Türkiye’nin tarihsel sınırları ve Misak-ı Milli’nin idealleri, hepimizin hafızasında özel bir yere sahiptir. Musul, Kerkük ve Süleymaniye gibi şehirler, kültürel bağlarımızın güçlü olduğu, tarihsel olarak ortak bir geçmişi paylaştığımız bölgeler olarak dikkat çeker. Bu şehirlerin Türkiye’ye bağlanması gerektiğini savunanlar, genellikle bölge halklarının Türkiye ile birleşmesinin ekonomik, kültürel ve güvenlik açısından faydalar sağlayacağını düşünür. Ancak bu bağlanmanın bir eyalet sistemi ile gerçekleşmesi önerisi, birçok açıdan tehlikeler barındırmaktadır.
Eyalet sistemi, merkezi yönetim anlayışını zayıflatarak, bir ülkenin üniter yapısını tehlikeye atabilir. Türkiye gibi çok çeşitli etnik ve kültürel yapıları barındıran bir ülkede, eyalet sistemi, ayrılıkçı akımları güçlendirme riski taşır. Özellikle Musul, Kerkük ve Süleymaniye gibi şehirlerde zaten var olan etnik ve mezhepsel farklılıklar, eyalet sisteminin uygulanması durumunda daha da belirginleşebilir. Bu durum, sadece bu bölgelerde değil, Türkiye’nin diğer bölgelerinde de benzer taleplerin yükselmesine neden olabilir.
Eyalet sistemi önerisi, federal bir yapı oluşturma ihtimalini de beraberinde getirir. Bu ise, Türkiye’nin sahip olduğu güçlü merkezi yapının zayıflaması ve bölgesel ayrılıkların artması anlamına gelir. Türkiye’nin mevcut idari yapısı, üniter devlet ilkesine dayanır ve bu ilke, ülkenin toprak bütünlüğünün korunmasında hayati bir rol oynar. Bu yapının Musul, Kerkük ve Süleymaniye gibi bölgelere uygulanamaması durumunda, bu şehirlerin Türkiye’ye bağlanması daha büyük sorunları beraberinde getirebilir.
Ayrıca eyalet sisteminin, bölgedeki halklar arasında farklı bir yönetim beklentisi yaratabileceği de göz önüne alınmalıdır. Örneğin, bu sistem altında yerel yönetimlere fazla yetki verilmesi, merkezi hükümetle bağların zayıflamasına ve Türkiye’nin bu bölgeler üzerindeki kontrolünün azalmasına neden olabilir.
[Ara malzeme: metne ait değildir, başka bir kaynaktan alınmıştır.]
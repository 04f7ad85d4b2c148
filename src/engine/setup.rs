//! Level start: obstacle placement and the initial fill.

use crate::board::Board;
use crate::core::{Cell, EngineError, LevelConfig, PieceKind, TileSource, TileType};

/// Build the starting board for `config`.
///
/// Obstacles are rolled cell by cell, row-major, skipping the spawn row,
/// until `obstacle_count` are placed. Every other cell then gets a tile
/// that does not complete a run with the two cells to its left or the two
/// above it, when such a tile exists.
pub(crate) fn generate_board<R: TileSource>(config: &LevelConfig, rng: &mut R) -> Result<Board, EngineError> {
    let mut board = Board::new(config.width, config.height)?;
    place_obstacles(&mut board, config, rng)?;

    for cell in board.cells().collect::<Vec<_>>() {
        if board.get(cell).is_some() {
            continue;
        }
        let candidates: Vec<TileType> = config
            .available_types
            .iter()
            .copied()
            .filter(|&tile| !completes_run(&board, cell, tile))
            .collect();
        let pool = if candidates.is_empty() { &config.available_types } else { &candidates };
        let tile = pool[rng.pick_index(pool.len())];
        board.spawn_tile(cell, tile)?;
    }
    Ok(board)
}

fn place_obstacles<R: TileSource>(board: &mut Board, config: &LevelConfig, rng: &mut R) -> Result<(), EngineError> {
    if config.obstacles.is_empty() || config.obstacle_count == 0 {
        return Ok(());
    }

    let mut placed = 0;
    for cell in board.cells().filter(|cell| cell.y > 0).collect::<Vec<_>>() {
        if placed >= config.obstacle_count {
            break;
        }
        if rng.chance(config.obstacle_spawn_chance) {
            let spec = config.obstacles[rng.pick_index(config.obstacles.len())];
            board.spawn(cell, PieceKind::obstacle(spec.kind, spec.hits_to_clear))?;
            placed += 1;
        }
    }
    Ok(())
}

/// Whether `tile` at `cell` would extend the two tiles left of it or the two
/// above it into a run of three.
fn completes_run(board: &Board, cell: Cell, tile: TileType) -> bool {
    let same = |dx: isize, dy: isize| {
        cell.offset(dx, dy, board.width(), board.height())
            .is_some_and(|other| board.tile_at(other) == Some(tile))
    };
    (same(-1, 0) && same(-2, 0)) || (same(0, -1) && same(0, -2))
}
Bu da terör örgütlerinin veya dış güçlerin etkisinin artmasına zemin hazırlayabilir.
Türkiye’nin bu şehirlerle bağlarını yeniden kurması elbette önemli bir idealdir. Ancak bu bağlanma, ancak mevcut üniter devlet yapısına uygun bir şekilde gerçekleşmelidir. Bu şehirlerin Türkiye’ye vilayet statüsüyle bağlanması, hem Türkiye’nin mevcut sistemini koruyacak hem de bölge halklarının Türkiye’ye entegrasyonunu kolaylaştıracaktır. Türkiye’nin deneyimi, bu bölgelerde altyapı, güvenlik ve ekonomik kalkınma için gereken gücü sağlamaya yetecektir. Ancak bu entegrasyon, kesinlikle üniter yapıyı zayıflatacak bir eyalet sistemi ile değil, tam tersine, bu yapıyı güçlendirecek bir anlayışla gerçekleştirilmelidir.
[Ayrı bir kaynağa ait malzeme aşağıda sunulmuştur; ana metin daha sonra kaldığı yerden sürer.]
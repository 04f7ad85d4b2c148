//! Collaborators that receive clear notifications.
//!
//! The engine credits a `ResourceLedger` and notifies an optional
//! `GoalTracker` once per normal piece it clears. Obstacles never reach
//! either. Reference implementations:
//! - `ResourceBank`: per-type counters with affordability checks for abilities
//! - `CollectGoals`: "collect N of type T" goal list

mod bank;
mod goals;

pub use bank::{ResourceBank, ResourceCost};
pub use goals::{CollectGoal, CollectGoals};

use crate::core::TileType;

/// Receives resources from cleared tiles.
pub trait ResourceLedger {
    fn credit(&mut self, tile: TileType, amount: u32);
}

/// Receives collection progress from cleared tiles.
pub trait GoalTracker {
    fn on_collected(&mut self, tile: TileType, count: u32);
}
Musul, Kerkük ve Süleymaniye’nin geleceği, Türkiye’nin güçlü merkezi yapısına ve bölge halklarının huzuruna katkı sağlayacak bir perspektifle ele alınmalıdır. Bu nedenle, eyalet sistemine dayalı bir yapı yerine, bu şehirlerin Türkiye Cumhuriyeti’nin birer vilayeti olarak bağlanması hem tarihsel hem de stratejik olarak en doğru çözümdür.